Content directors gave building‑level detail. Sarah Herman, the district ELA director, said Mehlville outperformed Missouri in ELA at most tested grades but noted a 7.9% decline on the English II EOC. She described district steps including year‑two curriculum writing at the high‑school level, the adoption of i‑Ready diagnostics for K–10 reading benchmarks, and new tier‑2 and tier‑3 ELA classes at the secondary level to target students who need more support.

Michelle Neese, mathematics director, reported substantial math growth across grade levels and said the district is at a 10‑year high in multiple grades; she highlighted a 15.2% district gain on Algebra I EOC performance. Neese attributed gains to professional development, a four‑year instructional model for math and a math vertical committee working on scope and sequence alignment.

Science director Greg Ruzicka said fifth‑ and eighth‑grade science scores rose (the district was above state averages) while biology EOC scores fell about 4% and are slightly below the state average; he described a district biology team and common assessments to address the decline. Social studies director Katie Hardrick said the district remained above the state average in social‑studies EOC performance; she described a new social‑studies instructional model emphasizing source analysis, vocabulary and Claim‑Evidence‑Reasoning (CER) writing.

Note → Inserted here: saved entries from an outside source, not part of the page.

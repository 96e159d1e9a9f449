// config/mod.rs
// Centralized configuration constants and runtime engine parameters

use serde::{Deserialize, Serialize};

mod model;
pub use model::*;

// ====================
// Molecule storage
// ====================
/// Hard cap on molecule slots; growth beyond this fails with OutOfMemory.
pub const DEFAULT_MAX_MOLECULES: usize = 10_000_000;
/// Initial number of molecule slots reserved before any growth.
pub const DEFAULT_INITIAL_MOLECULES: usize = 64;
/// Name of the live list created when none are declared.
pub const DEFAULT_LIST_NAME: &str = "system";

// ====================
// Spatial boxes
// ====================
/// Target molecules per box when no explicit box size is given.
pub const DEFAULT_MOLS_PER_BOX: f64 = 4.0;
/// Upper bound on the total number of boxes.
pub const MAX_BOXES: usize = 1_000_000;
/// Accuracy at or above which neighbor boxes are scanned for bimolecular pairs.
pub const ACCURACY_NEIGHBORS: f64 = 3.0;
/// Accuracy at or above which neighbor scans wrap across periodic walls.
pub const ACCURACY_WRAP: f64 = 6.0;
pub const DEFAULT_ACCURACY: f64 = 10.0;

// ====================
// Diffusion
// ====================
pub const GAUSS_TABLE_SIZE: usize = 4096;
/// Steps between regenerations of the Gaussian table.
pub const GAUSS_REFRESH_INTERVAL: u64 = 1000;

// ====================
// Surfaces
// ====================
/// Maximum collisions resolved for one molecule in one timestep.
pub const MAX_SURFACE_ITERATIONS: usize = 50;
/// Distance a molecule is kept off a surface after an interaction.
pub const SURFACE_EPSILON: f64 = 1e-9;

// ====================
// Compartments
// ====================
/// Sample points per box when estimating compartment volume fractions.
pub const COMPARTMENT_SAMPLES_PER_BOX: usize = 64;
/// Rejection attempts when drawing a random point inside a compartment.
pub const RANDOM_ATTEMPTS: usize = 1000;

// ====================
// Binding radius solver
// ====================
/// Radial grid spacing (in rms step units) of the steady-state RDF solver.
pub const RDF_GRID_SPACING: f64 = 0.2;
/// Extent of the tracked RDF region beyond the binding radius (rms step units).
pub const RDF_GRID_EXTENT: f64 = 8.0;
pub const RDF_MAX_ITERATIONS: usize = 4000;
pub const RDF_TOLERANCE: f64 = 1e-10;

// ====================
// Runner
// ====================
pub const MIN_THREADS: usize = 3;
pub const THREADS_LEAVE_FREE: usize = 2;
/// Steps between published snapshots while running.
pub const SNAPSHOT_INTERVAL: u64 = 100;
/// Steps between profiler reports when the `profiling` feature is on.
pub const PROFILE_REPORT_INTERVAL: u64 = 1000;

#[derive(Clone, Debug, Serialize, Deserialize)]
#[serde(default)]
pub struct SimConfig {
    /// Spatial dimensionality (1, 2 or 3).
    pub dim: usize,
    pub dt: f64,
    pub time_start: f64,
    pub time_stop: f64,
    pub seed: u64,
    pub accuracy: f64,
    /// Explicit box width; overrides `mols_per_box` when present.
    pub boxsize: Option<f64>,
    pub mols_per_box: f64,
    pub max_molecules: usize,
    pub gauss_table_size: usize,
    pub gauss_refresh_interval: u64,
    pub max_surface_iterations: usize,
    pub surface_epsilon: f64,
    pub compartment_samples: usize,
}

impl Default for SimConfig {
    fn default() -> Self {
        Self {
            dim: 3,
            dt: 1e-3,
            time_start: 0.0,
            time_stop: 1.0,
            seed: 0,
            accuracy: DEFAULT_ACCURACY,
            boxsize: None,
            mols_per_box: DEFAULT_MOLS_PER_BOX,
            max_molecules: DEFAULT_MAX_MOLECULES,
            gauss_table_size: GAUSS_TABLE_SIZE,
            gauss_refresh_interval: GAUSS_REFRESH_INTERVAL,
            max_surface_iterations: MAX_SURFACE_ITERATIONS,
            surface_epsilon: SURFACE_EPSILON,
            compartment_samples: COMPARTMENT_SAMPLES_PER_BOX,
        }
    }
}

impl SimConfig {
    pub fn validate(&self) -> crate::error::SimResult<()> {
        use crate::error::SimError;
        if !(1..=3).contains(&self.dim) {
            return Err(SimError::config(format!("dim must be 1, 2 or 3, got {}", self.dim)));
        }
        if !(self.dt > 0.0) || !self.dt.is_finite() {
            return Err(SimError::config(format!("dt must be positive, got {}", self.dt)));
        }
        if self.time_stop < self.time_start {
            return Err(SimError::config("time_stop precedes time_start"));
        }
        if let Some(b) = self.boxsize {
            if !(b > 0.0) {
                return Err(SimError::config(format!("boxsize must be positive, got {b}")));
            }
        }
        if !(self.mols_per_box > 0.0) {
            return Err(SimError::config("mols_per_box must be positive"));
        }
        if self.gauss_table_size < 2 {
            return Err(SimError::config("gauss_table_size must be at least 2"));
        }
        if self.max_surface_iterations == 0 {
            return Err(SimError::config("max_surface_iterations must be at least 1"));
        }
        Ok(())
    }
}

District strategies to support improvement include: monthly professional learning communities (PLCs), shared common formative and summative assessments at both high schools, instructional coaches at the elementary level, and use of item specifications and domain data from i‑Ready to target interventions. For biology specifically, administrators said they are running common assessments and using a platform (ParaSess) for item‑level analysis to inform instruction.

Board members asked about implementation timelines. District leaders said many models are in their first year of classroom use (science, social studies; math had been in place for multiple years) and that curriculum work will continue with pilot implementations next spring and broader rollouts the following year. The district will continue monitoring I‑Ready benchmark cycles and MAP results to adjust supports.